Tips Raup Cuan dari Bisnis Homestay

Thecronutproject.com – Meraup cuan atau mendapatkan keuntungan dari bisnis homestay ini harus kalian raih. Bisnis homestay atau guest house mengalami peningkatan beberapa tahun ini. Kebutuhan wisatawan akan alternatif tempat penginapan mendorong tumbuhnya bisnis homestay ini.

Homestay tidak hanya hadir di kota kecil tapi juga di kota besar. Seperti apa sebenarnya tips dapat cuan dari bisnis ini? Simak pembahasan kali ini sampai selesai, ya.

Peluang Usaha Homestay

Homestay atau guest house adalah sebuah rumah yang disewakan kamar-kamarnya untuk traveler. Pelayanan di homestay mirip dengan villa atau hotel tapi lebih homey.
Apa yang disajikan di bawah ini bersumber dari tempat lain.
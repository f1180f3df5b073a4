//! Tests for seeding Bitbucket tokens from the token cache.

use super::*;

static REFRESH_TOKEN: &str = "bitbucketRefreshToken";

/// Tests that a cached token is stored for the user.
///
/// Expected: Ok with one Bitbucket token row for `user1`
#[tokio::test]
async fn cached_bitbucket_token_is_stored() -> Result<(), TestError> {
    let dir = tempfile::tempdir()?;
    let cache = TokenCache::new(dir.path());
    std::fs::write(
        cache.path_for(REFRESH_TOKEN),
        r#"{"access_token":"bitbucketAccessToken","refresh_token":"bitbucketRefreshToken","expires_in":7200,"token_type":"bearer"}"#,
    )?;

    let test = TestBuilder::new()
        .with_bitbucket_token(1, REFRESH_TOKEN, &cache)
        .build()
        .await?;

    assert_eq!(
        test.count(
            "SELECT COUNT(*) AS count FROM token \
             WHERE user_id = 1 AND token_source = 'bitbucket.org' \
             AND content = 'bitbucketAccessToken' AND refresh_token = 'bitbucketRefreshToken'"
        )
        .await?,
        1
    );

    test.assert_no_leaked_connections().await
}

/// Tests building with a refresh token that is not cached.
///
/// Expected: Err with TokenCacheMiss naming the expected file
#[tokio::test]
async fn uncached_bitbucket_token_fails_build() -> Result<(), TestError> {
    let dir = tempfile::tempdir()?;
    let cache = TokenCache::new(dir.path());

    let result = TestBuilder::new()
        .with_bitbucket_token(1, REFRESH_TOKEN, &cache)
        .build()
        .await;

    match result {
        Err(TestError::TokenCacheMiss(path)) => assert_eq!(path, cache.path_for(REFRESH_TOKEN)),
        Err(e) => panic!("unexpected error: {e}"),
        Ok(_) => panic!("build succeeded without a cached token"),
    }

    Ok(())
}
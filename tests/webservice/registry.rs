//! Tests for the GitHub organization and repository listings.

use super::*;

/// Tests listing the organizations of the linked GitHub account.
///
/// Expected: Ok with the simulated organizations
#[tokio::test]
async fn lists_github_organizations() -> Result<(), TestError> {
    let test = TestBuilder::new()
        .with_github_organizations(&["DockstoreTestUser2", "dockstore-testing"], 1)
        .build()
        .await?;

    let organizations: Vec<String> = reqwest::Client::new()
        .get(format!(
            "{}/users/registries/github/organizations",
            test.webservice.url()
        ))
        .bearer_auth(USER1_TOKEN)
        .send()
        .await?
        .error_for_status()?
        .json()
        .await?;

    assert_eq!(organizations, vec!["DockstoreTestUser2", "dockstore-testing"]);

    test.assert_mocks();
    test.assert_no_leaked_connections().await
}

/// Tests listing an organization's repositories with their registration state.
///
/// Expected: Ok with the registered workflow repository flagged
#[tokio::test]
async fn lists_organization_repositories() -> Result<(), TestError> {
    let mut unregistered = hello_dockstore_workflow();
    unregistered.name = "not-on-dockstore".to_string();

    let test = TestBuilder::new()
        .with_github_user_repositories(vec![hello_dockstore_workflow(), unregistered], 1)
        .build()
        .await?;

    let repositories: serde_json::Value = reqwest::Client::new()
        .get(format!(
            "{}/users/registries/github/organizations/DockstoreTestUser2",
            test.webservice.url()
        ))
        .bearer_auth(USER1_TOKEN)
        .send()
        .await?
        .error_for_status()?
        .json()
        .await?;

    assert_eq!(
        repositories,
        json!([
            { "path": "DockstoreTestUser2/hello-dockstore-workflow", "registered": true },
            { "path": "DockstoreTestUser2/not-on-dockstore", "registered": false },
        ])
    );

    test.assert_mocks();
    test.assert_no_leaked_connections().await
}

/// Tests the listing for a user without a linked GitHub account.
///
/// Expected: Ok with 400
#[tokio::test]
async fn listing_requires_github_token() -> Result<(), TestError> {
    let test = TestBuilder::new().build().await?;

    let response = reqwest::Client::new()
        .get(format!(
            "{}/users/registries/github/organizations",
            test.webservice.url()
        ))
        .bearer_auth(USER2_TOKEN)
        .send()
        .await?;

    assert_eq!(response.status(), StatusCode::BAD_REQUEST);

    Ok(())
}
//! Tests for the OAuth token endpoints.

use super::*;

static GOOGLE_EMAIL: &str = "dockstore.test.user@gmail.com";

/// Tests signing up with Google.
///
/// Verifies the code exchange, token info and user info are each requested once,
/// and a user named after the Google account is created with the Google token.
///
/// Expected: Ok with 200 and a new user holding a `google.com` token
#[tokio::test]
async fn google_login_creates_user() -> Result<(), TestError> {
    let test = TestBuilder::new()
        .with_google_login("fakeGoogleCode", GOOGLE_EMAIL)
        .build()
        .await?;

    let response = reqwest::Client::new()
        .post(format!("{}/auth/tokens/google", test.webservice.url()))
        .json(&json!({ "code": "fakeGoogleCode" }))
        .send()
        .await?;
    assert_eq!(response.status(), StatusCode::OK);

    let token: TokenDto = response.json().await?;
    assert_eq!(token.token_source, "google.com");
    assert_eq!(token.content, GOOGLE_ACCESS_TOKEN);
    assert_eq!(token.username, GOOGLE_EMAIL);

    assert_eq!(
        test.count("SELECT COUNT(*) AS count FROM enduser").await?,
        3
    );
    assert_eq!(
        test.count(
            "SELECT COUNT(*) AS count FROM token t JOIN enduser u ON t.user_id = u.id \
             WHERE u.username = 'dockstore.test.user@gmail.com' AND t.token_source = 'google.com' \
             AND t.refresh_token = 'fakeGoogleRefreshToken'"
        )
        .await?,
        1
    );

    test.assert_mocks();
    test.assert_no_leaked_connections().await
}

/// Tests linking Google to an existing user.
///
/// Expected: Ok with the token stored on `user1` and no new user
#[tokio::test]
async fn google_login_links_authenticated_user() -> Result<(), TestError> {
    let test = TestBuilder::new()
        .with_google_login("fakeGoogleCode", GOOGLE_EMAIL)
        .build()
        .await?;

    let response = reqwest::Client::new()
        .post(format!("{}/auth/tokens/google", test.webservice.url()))
        .bearer_auth(USER1_TOKEN)
        .json(&json!({ "code": "fakeGoogleCode" }))
        .send()
        .await?;
    assert_eq!(response.status(), StatusCode::OK);

    let token: TokenDto = response.json().await?;
    assert_eq!(token.user_id, 1);
    assert_eq!(
        test.count("SELECT COUNT(*) AS count FROM enduser").await?,
        2
    );

    test.assert_mocks();
    test.assert_no_leaked_connections().await
}

/// Tests a Google token issued to another OAuth client.
///
/// Expected: Ok with 401, no user created and user info never requested
#[tokio::test]
async fn google_token_for_other_client_is_rejected() -> Result<(), TestError> {
    let mut test = TestBuilder::new().build().await?;
    test.google
        .mock_token_exchange("fakeGoogleCode", 1)
        .mock_token_info(GOOGLE_EMAIL, "someone_else.apps.googleusercontent.com", 1)
        .mock_user_info(GOOGLE_EMAIL, 0);

    let response = reqwest::Client::new()
        .post(format!("{}/auth/tokens/google", test.webservice.url()))
        .json(&json!({ "code": "fakeGoogleCode" }))
        .send()
        .await?;
    assert_eq!(response.status(), StatusCode::UNAUTHORIZED);

    assert_eq!(
        test.count("SELECT COUNT(*) AS count FROM enduser").await?,
        2
    );

    test.assert_mocks();
    test.assert_no_leaked_connections().await
}

/// Tests linking a GitHub account to `user2`.
///
/// Expected: Ok with 200 and a `github.com` token for `user2`
#[tokio::test]
async fn github_link_stores_token() -> Result<(), TestError> {
    let test = TestBuilder::new()
        .with_github_token_exchange("fakeGitHubCode", 1)
        .with_github_user(GITHUB_USERNAME, 1)
        .build()
        .await?;

    let response = reqwest::Client::new()
        .post(format!("{}/auth/tokens/github", test.webservice.url()))
        .bearer_auth(USER2_TOKEN)
        .json(&json!({ "code": "fakeGitHubCode" }))
        .send()
        .await?;
    assert_eq!(response.status(), StatusCode::OK);

    let token: TokenDto = response.json().await?;
    assert_eq!(token.user_id, 2);
    assert_eq!(token.username, GITHUB_USERNAME);
    assert_eq!(
        test.count(
            "SELECT COUNT(*) AS count FROM token WHERE user_id = 2 AND token_source = 'github.com'"
        )
        .await?,
        1
    );

    test.assert_mocks();
    test.assert_no_leaked_connections().await
}

/// Tests linking GitHub without being logged in.
///
/// Expected: Ok with 401 and the simulation never called
#[tokio::test]
async fn github_link_requires_authentication() -> Result<(), TestError> {
    let test = TestBuilder::new()
        .with_github_token_exchange("fakeGitHubCode", 0)
        .build()
        .await?;

    let response = reqwest::Client::new()
        .post(format!("{}/auth/tokens/github", test.webservice.url()))
        .json(&json!({ "code": "fakeGitHubCode" }))
        .send()
        .await?;
    assert_eq!(response.status(), StatusCode::UNAUTHORIZED);

    let body = response.text().await?;
    assert!(predicate::str::contains("bearer token").eval(&body));

    test.assert_mocks();
    Ok(())
}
Harga menginap di hostel juga lebih miring ketimbang menginap di hotel atau villa. Inilah yang membuat homestay lebih menarik saat ini bagi traveler.

Peminat homestay yang besar dan meningkatnya tourism di Indonesia membuat peluang usaha ini sangat cerah. Traveler jaman sekarang rupanya lebih suka menghabiskan waktu untuk eksplor kota daripada berlama-lama tinggal di hotel.

Hotel hanya sebagai tempat untuk tidur. Untuk itu, mereka mencari tempat yang lebih murah karena hanya perlu untuk tidur.

Memulainya ternyata tidak harus memiliki atau membeli rumah sendiri. Usaha ini bahkan bisa dimulai dengan menyewa kos-kosan kemudian disewakan kembali sebagai homestay.

Dengan pelayanan yang baik, ramah, serta promosi yang tepat, bisnis ini bisa mendatangkan cuan yang tidak sedikit.

Tips Raup Cuan dari Bisnis Homestay

Bisnis yang satu ini berpotensi mendatangkan cuan yang besar jika dikelola dengan benar. Walaupun tergolong mudah untuk dijalankan, tetap ada strategi pemasaran yang harus dijalankan agar bisa menjaring pasar yang tepat.

1. Lokasi yang Potensial

Homestay harus berada di kota yang sedang berkembang bisnis dan pariwisatanya. Tidak menutup kemungkinan homestay dibuka di kota-kota kecil yang menggeliat perekonomiannya.

Hal penting yang harus dilakukan adalah memilih lokasi homestay yang dekat dengan stasiun, terminal bus, bandara, dan juga pusat kota.

2. Mengurus Perijinan

Bisnis ini termasuk dalam kategori penginapan walaupun tidak sebesar hotel. Itu sebabnya perlu ada ijin-ijin yang harus dimiliki antara lain izin gangguan dan izin operasional.

Perizinan ini penting demi kelancaran usaha dan agar tidak dikategorikan sebagai penginapan ilegal. Jangan lupa juga untuk taat membayar pajak yang dikenakan pada pendapatan homestay.

Baca juga: Surat Pernyataan Kegiatan Usaha

3. Bergabung di Situs Travel yang Tepat.

Homestay bisa menghasilkan keuntungan jika diketahui banyak orang. Salah satu cara memasarkan homestay adalah dengan bergabung di situs-situs travel.

Cobalah untuk bergabung dengan situs-situs berbagi kamar seperti Airy, RedDoorz, dan juga Airbnb. Jangan ragu juga untuk bergabung dengan situs travel besar seperti Traveloka, Tiket.com, Agoda, dan atau juga Booking.com.

4. Promosikan Melalui Situs Wisata Lokal

Beberapa kota di Indonesia sudah memiliki website travel yang dikelola dengan baik. Homestay bisa dipromosikan di website tersebut.

Ini merupakan salah satu tips menjaring tamu karena sekarang ini traveler juga cenderung mencari informasi soal penginapan di website wisata lokal.

Pelajari juga: Media promosi untuk pemasaran online

5. Siapkan Pelayanan yang Prima

Bisnis ini adalah soal pelayanan. Pelayanan yang dimaksud disini termasuk juga soal keramahan staff, kesigapan staff, kebersihan kamar dan lingkungan homestay, juga tentang kemudahan pembayaran.

Tamu homestay akan betah jika dilayani seolah-olah mereka sedang dirumah.

6. Manfaatkan Media Sosial

Jangan lupakan kekuatan media sosial. Media sosial adalah media promosi yang murah dan memiliki jangkauan sangat luas. Rutin mengunggah konten berisi materi promosi atau konten lain yang berbobot terkait homestay bisa menarik minat calon konsumen.

Bisnis homestay bisa mendatangkan cuan yang besar jika dikelola dengan baik. Promosi yang gencar, pelayanan yang prima, dan menjaga kualitas homestay adalah kunci sukses di bisnis ini.